== RECORDS SUPPLIED ==
//! Adaptive per-source dispatch delay.
//!
//! Tracks an exponentially-weighted success rate for each source and turns
//! it into the delay a fetch worker must wait before its next attempt:
//!
//! ```text
//! delay = clamp(base_delay * (1 + (1 - success_rate)), min_delay, max_delay)
//! ```
//!
//! Sustained failure pushes the delay towards `2 * base_delay` (or
//! `max_delay`); sustained success relaxes it back to `base_delay`. The
//! delay never reaches zero because `min_delay` is validated to be positive.
//!
//! Dispatches to one source are spaced by reserving slots: each waiter takes
//! the next free slot and pushes it forward by the current delay, so
//! concurrent workers queue up instead of firing together.

use std::collections::HashMap;
use std::sync::{Arc, Mutex};
use std::time::Duration;

use tokio::time::Instant;
use tokio_util::sync::CancellationToken;

use crate::config::RateConfig;

/// Point-in-time view of one source's rate state, for monitoring.
#[derive(Debug, Clone, PartialEq)]
pub struct RateStats {
    pub source: String,
    pub success_rate: f64,
    pub current_delay: Duration,
    pub attempts: u64,
}

#[derive(Debug)]
struct SourceRate {
    success_rate: f64,
    attempts: u64,
    /// Earliest instant the next dispatch may go out.
    next_slot: Option<Instant>,
}

impl Default for SourceRate {
    fn default() -> Self {
        Self {
            success_rate: 1.0,
            attempts: 0,
            next_slot: None,
        }
    }
}

/// Thread-safe adaptive rate controller shared by all fetch workers.
#[derive(Clone)]
pub struct RateController {
    config: RateConfig,
    sources: Arc<Mutex<HashMap<String, SourceRate>>>,
}

impl RateController {
    pub fn new(config: RateConfig) -> Self {
        Self {
            config,
            sources: Arc::new(Mutex::new(HashMap::new())),
        }
    }

    fn lock_sources(&self) -> std::sync::MutexGuard<'_, HashMap<String, SourceRate>> {
        self.sources.lock().unwrap_or_else(|poisoned| {
            tracing::warn!("Recovered from poisoned rate controller mutex");
            poisoned.into_inner()
        })
    }

    fn delay_from_rate(&self, success_rate: f64) -> Duration {
        let factor = 1.0 + (1.0 - success_rate.clamp(0.0, 1.0));
        let raw = self.config.base_delay.mul_f64(factor);
        raw.clamp(self.config.min_delay, self.config.max_delay)
    }

    /// Current success rate for a source (1.0 for sources never seen).
    pub fn success_rate(&self, source: &str) -> f64 {
        self.lock_sources()
            .get(source)
            .map_or(1.0, |s| s.success_rate)
    }

    /// Delay to impose before the next dispatch to `source`.
    pub fn delay_for(&self, source: &str) -> Duration {
        self.delay_from_rate(self.success_rate(source))
    }

    /// Fold one attempt outcome into the source's success rate.
    pub fn record(&self, source: &str, success: bool) {
        let alpha = self.config.smoothing;
        let mut sources = self.lock_sources();
        let entry = sources.entry(source.to_string()).or_default();
        let sample = if success { 1.0 } else { 0.0 };
        entry.success_rate = (1.0 - alpha) * entry.success_rate + alpha * sample;
        entry.attempts += 1;
    }

    /// Reserve the next dispatch slot for `source`, returning when it comes up.
    fn reserve(&self, source: &str) -> Instant {
        let now = Instant::now();
        let mut sources = self.lock_sources();
        let entry = sources.entry(source.to_string()).or_default();
        let delay = self.delay_from_rate(entry.success_rate);
        let slot = entry.next_slot.map_or(now, |next| next.max(now));
        entry.next_slot = Some(slot + delay);
        slot
    }

    /// Wait for this source's next dispatch slot. Returns `false` if
    /// cancelled first.
    pub async fn wait(&self, source: &str, cancel: &CancellationToken) -> bool {
        if cancel.is_cancelled() {
            return false;
        }
        let slot = self.reserve(source);
        let wait = slot.saturating_duration_since(Instant::now());
        if wait.is_zero() {
            return true;
        }
        tracing::debug!(%source, wait_ms = %wait.as_millis(), "Rate delay");
        tokio::select! {
            () = tokio::time::sleep_until(slot) => true,
            () = cancel.cancelled() => false,
        }
    }

    pub fn stats(&self) -> Vec<RateStats> {
        let sources = self.lock_sources();
        let mut stats: Vec<_> = sources
            .iter()
            .map(|(source, rate)| RateStats {
                source: source.clone(),
                success_rate: rate.success_rate,
                current_delay: self.delay_from_rate(rate.success_rate),
                attempts: rate.attempts,
            })
            .collect();
        stats.sort_by(|a, b| a.source.cmp(&b.source));
        stats
    }
}

#[cfg(test)]
mod tests {
    use super::*;

    fn controller() -> RateController {
        RateController::new(RateConfig {
            base_delay: Duration::from_millis(1000),
            min_delay: Duration::from_millis(100),
            max_delay: Duration::from_millis(5000),
            smoothing: 0.2,
        })
    }

    #[test]
    fn unseen_source_uses_base_delay() {
        let rc = controller();
        assert_eq!(rc.success_rate("A"), 1.0);
        assert_eq!(rc.delay_for("A"), Duration::from_millis(1000));
    }

    #[test]
    fn delay_is_non_decreasing_under_failure() {
        let rc = controller();
        let mut last = rc.delay_for("A");
        for _ in 0..50 {
            rc.record("A", false);
            let next = rc.delay_for("A");
            assert!(next >= last, "{next:?} < {last:?}");
            last = next;
        }
        assert!(last > Duration::from_millis(1900));
        assert!(last <= Duration::from_millis(2000));
    }

    #[test]
    fn delay_recovers_towards_base_under_success() {
        let rc = controller();
        for _ in 0..20 {
            rc.record("A", false);
        }
        let degraded = rc.delay_for("A");
        for _ in 0..60 {
            rc.record("A", true);
        }
        let recovered = rc.delay_for("A");
        assert!(recovered < degraded);
        assert!(recovered < Duration::from_millis(1010));
        assert!(recovered >= Duration::from_millis(1000));
    }

    #[test]
    fn delay_is_clamped_and_never_zero() {
        let rc = RateController::new(RateConfig {
            base_delay: Duration::ZERO,
            min_delay: Duration::from_millis(50),
            max_delay: Duration::from_millis(80),
            smoothing: 0.5,
        });
        assert_eq!(rc.delay_for("A"), Duration::from_millis(50));

        let rc = RateController::new(RateConfig {
            base_delay: Duration::from_millis(70),
            min_delay: Duration::from_millis(50),
            max_delay: Duration::from_millis(80),
            smoothing: 0.5,
        });
        for _ in 0..10 {
            rc.record("A", false);
        }
        assert_eq!(rc.delay_for("A"), Duration::from_millis(80));
    }

    #[test]
    fn sources_are_tracked_independently() {
        let rc = controller();
        rc.record("A", false);
        assert!(rc.success_rate("A") < 1.0);
        assert_eq!(rc.success_rate("B"), 1.0);

        let stats = rc.stats();
        assert_eq!(stats.len(), 1);
        assert_eq!(stats[0].source, "A");
        assert_eq!(stats[0].attempts, 1);
    }

    #[tokio::test(start_paused = true)]
    async fn wait_is_interrupted_by_cancellation() {
        let rc = controller();
        let token = CancellationToken::new();
        token.cancel();
        assert!(!rc.wait("A", &token).await);

        let live = CancellationToken::new();
        assert!(rc.wait("A", &live).await);
    }

    #[tokio::test(start_paused = true)]
    async fn concurrent_waits_are_spaced_by_the_delay() {
        let rc = controller();
        let start = Instant::now();
        let mut tasks = tokio::task::JoinSet::new();
        for _ in 0..3 {
            let rc = rc.clone();
            tasks.spawn(async move {
                assert!(rc.wait("A", &CancellationToken::new()).await);
                Instant::now() - start
            });
        }

        let mut offsets = tasks.join_all().await;
        offsets.sort();
        assert_eq!(
            offsets,
            vec![
                Duration::ZERO,
                Duration::from_millis(1000),
                Duration::from_millis(2000)
            ]
        );
    }

    #[tokio::test(start_paused = true)]
    async fn spacing_is_per_source_and_elapsed_time_counts() {
        let rc = controller();
        let token = CancellationToken::new();
        let start = Instant::now();

        assert!(rc.wait("A", &token).await);
        assert!(rc.wait("B", &token).await);
        assert_eq!(Instant::now() - start, Duration::ZERO);

        tokio::time::sleep(Duration::from_millis(600)).await;
        assert!(rc.wait("A", &token).await);
        assert_eq!(Instant::now() - start, Duration::from_millis(1000));
    }
}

== YOUR INSTRUCTIONS ==
In the records, which lines use the word "pushes"? Report them.

== RESPONSE AREA ==
//! Sustained failure pushes the delay towards `2 * base_delay` (or
//! the next free slot and pushes it forward by the current delay, so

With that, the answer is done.